Die Parka-Tage sind vorbei. Manhattan wird von ersten Sonnenstrahlen erwärmt. Und die In-Crowd packt aus. Dicke Daunenjacken weichen, leichte Denim-Blousons kommen. Wer dieser Tage durch Big Apple spaziert, ob im Hipster-Getümmel zwischen Soho und East Village oder in der Luxus-Kommerz-Welt im Dunstkreis der 5th Avenue, sieht, was den New Yorker Männern Spaß macht. Es ist nicht die hysterisch blinkende Neonwelle, die den weiblichen Fashionistas mit der Brechstange schmackhaft gemacht werden soll. Bei den Männern geht es zeitloser zu. Es geht um handfeste, ehrliche Casual-Workwear.



Eines der beliebtesten Style-Items ist dabei nicht zu übersehen: die gute alte Jeansjacke. Ausgeblichen, ohne viel Schnickschnack, kurz, knackig und hin und wieder auch ein wenig verbeult. So muss sie sein. Auf den Straßen ist sie omnipräsent. Ebenso in den Stores. Wer zu jung ist, um noch ein Original aus den 80ern im Schrank zu haben, oder zu faul, um auf dem Flohmarkt nach einem echten Vintage-Teil zu suchen, für den haben die Trend-Stores Manhattans vorgesorgt.
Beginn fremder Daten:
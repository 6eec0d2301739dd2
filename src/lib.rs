//! Tribune Layout - parametric solver for stepped spectator tribunes
//!
//! Given row, stair, railing and audience setups, the solver produces the
//! section profile, stair flights, railings, row anchors and chairs, and,
//! with a hall footprint, the plan lines clipped against aisles and tunnels.
//! Analysis, validation, fitness and renovation engines work on the result.

pub mod analysis;
pub mod core;
pub mod geometry;
pub mod interchange;
pub mod optimization;
pub mod renovation;
pub mod scenario;
pub mod setup;
pub mod solver;
pub mod validation;
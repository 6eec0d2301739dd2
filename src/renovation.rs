//! Renovation: fit new seating onto an existing tribune
//!
//! Locates where the front and back limit curves meet the existing profile
//! and splits the profile into its treads and risers.

use glam::DVec3;
use serde::Serialize;

use crate::geometry::{curve_curve, Line, Polyline, ProjectionPlane};

#[derive(Debug, Clone, PartialEq, Default, Serialize)]
pub struct RenovationResult {
    pub front_origin: Option<DVec3>,
    pub back_origin: Option<DVec3>,
    /// Horizontal profile segments
    pub treads: Vec<Line>,
    /// Vertical profile segments
    pub risers: Vec<Line>,
}

pub struct Renovation;

impl Renovation {
    pub fn solve(
        front_limit: Option<&Polyline>,
        back_limit: Option<&Polyline>,
        existing: &Polyline,
        tolerance: f64,
    ) -> RenovationResult {
        let first_hit = |limit: Option<&Polyline>| {
            limit.and_then(|curve| {
                curve_curve(curve, existing, ProjectionPlane::Section, tolerance)
                    .first()
                    .map(|hit| hit.point)
            })
        };

        let mut result = RenovationResult {
            front_origin: first_hit(front_limit),
            back_origin: first_hit(back_limit),
            ..RenovationResult::default()
        };

        for segment in existing.segments() {
            let delta = segment.to - segment.from;
            if delta.z.abs() < tolerance {
                result.treads.push(segment);
            } else if delta.x.abs() < tolerance {
                result.risers.push(segment);
            }
        }

        if result.front_origin.is_none() || result.back_origin.is_none() {
            tracing::debug!(
                front = result.front_origin.is_some(),
                back = result.back_origin.is_some(),
                "Limit curve misses the existing tribune"
            );
        }

        result
    }
}

#[cfg(test)]
mod tests {
    use super::*;

    fn existing() -> Polyline {
        Polyline::new(vec![
            DVec3::new(0.0, 0.0, 0.0),
            DVec3::new(90.0, 0.0, 0.0),
            DVec3::new(90.0, 0.0, 30.0),
            DVec3::new(180.0, 0.0, 30.0),
            DVec3::new(200.0, 0.0, 60.0),
        ])
    }

    fn vertical(x: f64) -> Polyline {
        Polyline::new(vec![DVec3::new(x, 0.0, -10.0), DVec3::new(x, 0.0, 100.0)])
    }

    #[test]
    fn test_classifies_treads_and_risers() {
        let result = Renovation::solve(None, None, &existing(), 1e-3);
        assert_eq!(result.treads.len(), 2);
        assert_eq!(result.risers.len(), 1);
        // the sloped last segment is neither
        assert!(result.front_origin.is_none());
        assert!(result.back_origin.is_none());
    }

    #[test]
    fn test_limit_origins_at_first_hit() {
        let front = vertical(45.0);
        let back = vertical(120.0);
        let result = Renovation::solve(Some(&front), Some(&back), &existing(), 1e-3);
        let front_origin = result.front_origin.unwrap();
        let back_origin = result.back_origin.unwrap();
        assert!(front_origin.distance(DVec3::new(45.0, 0.0, 0.0)) < 1e-9);
        assert!(back_origin.distance(DVec3::new(120.0, 0.0, 30.0)) < 1e-9);
    }

    #[test]
    fn test_missing_intersection_leaves_origin_unset() {
        let far = vertical(500.0);
        let result = Renovation::solve(Some(&far), None, &existing(), 1e-3);
        assert!(result.front_origin.is_none());
    }
}
//! Composite validator that runs every tribune check

use glam::DVec3;
use serde::Serialize;

use super::{ChairClearanceValidator, ClashValidator, StairLandingValidator, ValidationIssue};
use crate::core::SolverConfig;
use crate::solver::TribuneSolution;

/// Result of running all validators
#[derive(Debug, Clone, PartialEq, Serialize)]
pub struct ValidationReport {
    pub is_valid: bool,
    pub landing_lengths: Vec<f64>,
    /// `(row, clearance)` for every seated row
    pub chair_clearances: Vec<(usize, f64)>,
    /// Per-row C-values; `None` means the check was not evaluated
    pub c_values: Option<Vec<f64>>,
    #[serde(skip)]
    pub issues: Vec<ValidationIssue>,
    pub clash_points: Vec<DVec3>,
    pub passed_landings: bool,
    pub passed_clearances: bool,
    pub passed_clash: bool,
}

impl ValidationReport {
    pub fn new() -> Self {
        Self {
            is_valid: true,
            landing_lengths: Vec::new(),
            chair_clearances: Vec::new(),
            c_values: None,
            issues: Vec::new(),
            clash_points: Vec::new(),
            passed_landings: true,
            passed_clearances: true,
            passed_clash: true,
        }
    }

    pub fn add_landing_issues(&mut self, issues: Vec<ValidationIssue>) {
        if !issues.is_empty() {
            self.passed_landings = false;
            self.is_valid = false;
            self.issues.extend(issues);
        }
    }

    pub fn add_clearance_issues(&mut self, issues: Vec<ValidationIssue>) {
        if !issues.is_empty() {
            self.passed_clearances = false;
            self.is_valid = false;
            self.issues.extend(issues);
        }
    }

    pub fn add_clash_issues(&mut self, issues: Vec<ValidationIssue>) {
        if !issues.is_empty() {
            self.passed_clash = false;
            self.is_valid = false;
            self.issues.extend(issues);
        }
    }

    /// Human-readable form of every issue, in check order
    pub fn messages(&self) -> Vec<String> {
        self.issues.iter().map(ToString::to_string).collect()
    }

    pub fn c_values_evaluated(&self) -> bool {
        self.c_values.is_some()
    }
}

impl Default for ValidationReport {
    fn default() -> Self {
        Self::new()
    }
}

#[derive(Debug, Clone, Default)]
pub struct TribuneValidator {
    config: SolverConfig,
}

impl TribuneValidator {
    pub fn new() -> Self {
        Self::default()
    }

    pub fn with_config(config: SolverConfig) -> Self {
        Self { config }
    }

    pub fn validate(&self, solution: &TribuneSolution) -> ValidationReport {
        let mut report = ValidationReport::new();

        report.landing_lengths = StairLandingValidator::landing_lengths(&solution.tribune);
        report.add_landing_issues(StairLandingValidator::validate_landings(
            &report.landing_lengths,
        ));

        report.chair_clearances = ChairClearanceValidator::clearances(
            &solution.tribune,
            &solution.audiences,
            &solution.audience_offsets,
        );
        report.add_clearance_issues(ChairClearanceValidator::validate_clearances(
            &report.chair_clearances,
        ));

        if let Some(existing) = &solution.existing_tribune_profile {
            let (issues, points) = ClashValidator::validate_chairs(
                &solution.section_chairs,
                existing,
                self.config.tolerance,
            );
            report.clash_points = points;
            report.add_clash_issues(issues);
        }

        // No per-row C-value criterion is defined for whole layouts; the
        // standalone SightlineAnalysis covers individual seats.
        report.c_values = None;

        tracing::debug!(
            issues = report.issues.len(),
            clash_points = report.clash_points.len(),
            "Validated tribune"
        );
        report
    }
}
Bei What Comes Around Goes Around wird das abgewetzte Levis-Jäckchen für rund 200 Dollar angepriesen. Die Macher von Oak in der Bond Street ködern hingegen den Hipster-Nachwuchs mit deutlich günstigeren Denim-Jackets von Cheap Monday, die sie zwischen satte Hemden von Gitman sowie Band of Outsiders hängen.



Mehr Mut als die Jeansjacken-Träger, die sich sicher sein können, dass sie damit dieses Frühjahr nichts falsch machen, beweisen New Yorks smartere Kombinierer. Da wird geschichtet und gelayert was das Zeug hält. Die Materialien sind robust und rustikal. Derbe Chinos stecken in groben Socken, die wiederum in unverwüstlichen Bergsteiger-Boots untergebracht sind. Multipocket-Cordwesten werden über Camouflage-Cargos getragen. Das Henley-Shirt darunter hat eine satte Doppelrippe. Es ist blütenweiß und – das ist ganz wichtig – wird hochgeschlossen getragen. Zugeknöpft bis hoch zum letzten Holzknopf.